Почему в своём страхе поэт обращается к Господу? Потому что поэт не бывает атеистом. Молитвы есть даже у революционной Ольги Берггольц (а раз молится, значит всё же верит). Но представление о Боге у поэта отнюдь не христианское, скорее языческое. Это вера на уровне ощущений, скорее знание, чем вера: знаю, что есть какая-то сила, которая управляет мной, которая вмешивается в мою жизнь, присутствие которой я ощущаю всегда. Сила эта необъяснима и притягательна, ей уже придумано название – Бог. И молится своему Богу поэт подобно язычнику. Волошин, например, олицетворяет молитву с языческим заговором, он и называет её то молитвой, то заклинанием, то заклятьем.

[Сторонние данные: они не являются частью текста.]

#[cfg(test)]
mod tests {
    use super::*;
    use crate::directory::{GroupRole, InMemoryDirectory};
    use crate::error::ErrorKind;
    use crate::events::LogNotifier;
    use crate::types::ManualClock;
    use chrono::Duration;
    use rust_decimal_macros::dec;
    use tokio_test::{assert_err, assert_ok};

    const GROUP: GroupId = GroupId(1);

    fn engine(store: Arc<Store>, clock: Arc<ManualClock>) -> BetEngine {
        let directory = Arc::new(InMemoryDirectory::new());
        for id in 1..=3 {
            directory.add_member(GROUP, UserId(id), GroupRole::Member);
        }
        let collaborators = Collaborators {
            groups: directory.clone(),
            users: directory,
            notifier: Arc::new(LogNotifier),
        };
        BetEngine::new(store, collaborators, clock, dec!(100))
    }

    fn request(clock: &ManualClock) -> NewBet {
        NewBet {
            group: GROUP,
            title: "Who wins the office chess final?".into(),
            description: String::new(),
            options: vec!["Ana".into(), "Ben".into()],
            resolution_method: ResolutionMethod::CreatorOnly,
            betting_deadline: clock.now() + Duration::hours(1),
            resolve_date: None,
            minimum_bet: dec!(1),
            maximum_bet: Some(dec!(50)),
            minimum_votes_required: 1,
            allow_creator_vote: false,
        }
    }

    fn setup() -> (BetEngine, Arc<ManualClock>) {
        let clock = Arc::new(ManualClock::new(Utc::now()));
        let engine = engine(Arc::new(Store::temporary().unwrap()), clock.clone());
        for id in 1..=3 {
            engine.register_user(UserId(id), &format!("player {}", id)).unwrap();
        }
        (engine, clock)
    }

    #[test]
    fn test_create_bet_adds_creator_row() {
        let (engine, clock) = setup();
        let bet = assert_ok!(engine.create_bet(UserId(1), request(&clock)));

        let rows = engine.participations(bet.id).unwrap();
        assert_eq!(rows.len(), 1);
        assert_eq!(rows[0].status, ParticipationStatus::Creator);
        assert!(!engine.has_user_participated(UserId(1), bet.id));
        assert_eq!(engine.list_user_bets(UserId(1)).len(), 1);
    }

    #[test]
    fn test_outsiders_can_not_create_bets() {
        let (engine, clock) = setup();
        engine.register_user(UserId(9), "outsider").unwrap();
        let err = assert_err!(engine.create_bet(UserId(9), request(&clock)));
        assert_eq!(err.kind(), ErrorKind::Authorization);
    }

    #[test]
    fn test_register_twice_conflicts() {
        let (engine, _) = setup();
        let err = assert_err!(engine.register_user(UserId(1), "again"));
        assert_eq!(err.kind(), ErrorKind::StateConflict);
        assert_eq!(engine.account(UserId(1)).unwrap().total_balance, dec!(100));
    }

    #[test]
    fn test_cancel_bet_refunds_every_stake() {
        let (engine, clock) = setup();
        let bet = engine.create_bet(UserId(1), request(&clock)).unwrap();
        engine.place_bet(UserId(2), bet.id, 1, dec!(30)).unwrap();
        engine.place_bet(UserId(3), bet.id, 2, dec!(20)).unwrap();

        assert_err!(engine.cancel_bet(UserId(2), bet.id));
        let cancelled = assert_ok!(engine.cancel_bet(UserId(1), bet.id));
        assert_eq!(cancelled.status, BetStatus::Cancelled);
        assert_eq!(cancelled.total_pool(), Decimal::ZERO);

        assert_eq!(engine.account(UserId(2)).unwrap().total_balance, dec!(100));
        assert_eq!(engine.account(UserId(3)).unwrap().total_balance, dec!(100));
        let statuses: Vec<_> = engine.participations(bet.id).unwrap().into_iter().map(|p| p.status).collect();
        assert!(statuses.contains(&ParticipationStatus::Cancelled));
        assert_eq!(statuses.iter().filter(|s| **s == ParticipationStatus::Refunded).count(), 2);

        let err = assert_err!(engine.cancel_bet(UserId(1), bet.id));
        assert_eq!(err.kind(), ErrorKind::StateConflict);
    }

    #[test]
    fn test_deleted_bets_are_hidden() {
        let (engine, clock) = setup();
        let kept = engine.create_bet(UserId(1), request(&clock)).unwrap();
        let dropped = engine.create_bet(UserId(1), request(&clock)).unwrap();
        engine.place_bet(UserId(2), dropped.id, 1, dec!(10)).unwrap();

        assert_ok!(engine.delete_bet(UserId(1), dropped.id));
        assert_eq!(engine.account(UserId(2)).unwrap().total_balance, dec!(100));

        let listed: Vec<BetId> = engine.list_group_bets(GROUP).into_iter().map(|b| b.id).collect();
        assert_eq!(listed, vec![kept.id]);
        assert_eq!(assert_err!(engine.get_bet(dropped.id)).kind(), ErrorKind::NotFound);
        assert!(engine.list_user_bets(UserId(2)).is_empty());
    }

    #[test]
    fn test_expired_bet_closes_once() {
        let (engine, clock) = setup();
        let bet = engine.create_bet(UserId(1), request(&clock)).unwrap();
        assert!(engine.open_bets_past_deadline().is_empty());

        clock.advance(Duration::hours(2));
        assert_eq!(engine.open_bets_past_deadline(), vec![bet.id]);
        assert!(engine.close_expired(bet.id).unwrap());
        assert!(!engine.close_expired(bet.id).unwrap());
        assert_eq!(engine.get_bet(bet.id).unwrap().status, BetStatus::Closed);
    }

    #[test]
    fn test_bet_stats_per_option() {
        let (engine, clock) = setup();
        let bet = engine.create_bet(UserId(1), request(&clock)).unwrap();
        engine.place_bet(UserId(2), bet.id, 1, dec!(40)).unwrap();
        engine.place_bet(UserId(3), bet.id, 2, dec!(10)).unwrap();

        let stats = engine.get_bet_stats(bet.id).unwrap();
        assert_eq!(stats.total_pool, dec!(50));
        assert_eq!(stats.options[0].label, "Ana");
        assert_eq!(stats.options[0].odds, dec!(1.25));
        assert_eq!(stats.options[1].odds, dec!(5));
        assert_eq!(stats.options[1].participants, 1);
        assert!(stats.votes.is_none());
    }

    #[test]
    fn test_restore_rebuilds_slots() {
        let clock = Arc::new(ManualClock::new(Utc::now()));
        let store = Arc::new(Store::temporary().unwrap());
        let first = engine(store.clone(), clock.clone());
        first.register_user(UserId(1), "one").unwrap();
        first.register_user(UserId(2), "two").unwrap();
        let bet = first.create_bet(UserId(1), request(&clock)).unwrap();
        first.place_bet(UserId(2), bet.id, 2, dec!(25)).unwrap();

        let directory = Arc::new(InMemoryDirectory::new());
        directory.add_member(GROUP, UserId(1), GroupRole::Member);
        let restored = BetEngine::restore(
            store,
            Collaborators { groups: directory.clone(), users: directory, notifier: Arc::new(LogNotifier) },
            clock,
            dec!(100),
        )
        .unwrap();

        let bet = restored.get_bet(bet.id).unwrap();
        assert_eq!(bet.pool(2), dec!(25));
        assert!(restored.has_user_participated(UserId(2), bet.id));
        assert_eq!(restored.account(UserId(2)).unwrap().total_balance, dec!(75));
        assert_eq!(restored.list_user_bets(UserId(2)).len(), 1);
    }
}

Для верующего молитва есть некий сакральный, мистический акт, посредством которого он может хоть на толику приблизиться к идеальному Богу. Для поэта молитва – прямой диалог с Богом. Не на равных, конечно, но поэт считает себя вполне достойным такого общения. Поэт даже иногда осмеливается не называть своего собеседника по имени (всё та же молитва Ахматовой или молитва Вознесенского из «Кары Карфагена» - имя Господа не упомянуто ни разу).
В молитве верующего непременно присутствует смирение, рождённое страхом Божьим. «Ибо страх Божий есть сам по себе постижение благоговейною мыслию и восприятие чувством бесконечных Божиих совершенств и действий» (Преосвященный епископ Феофан, затворник Вышенский).
Молитва поэта – молитва бунтаря. Он подвергает сомнению непреложные для любого верующего истины.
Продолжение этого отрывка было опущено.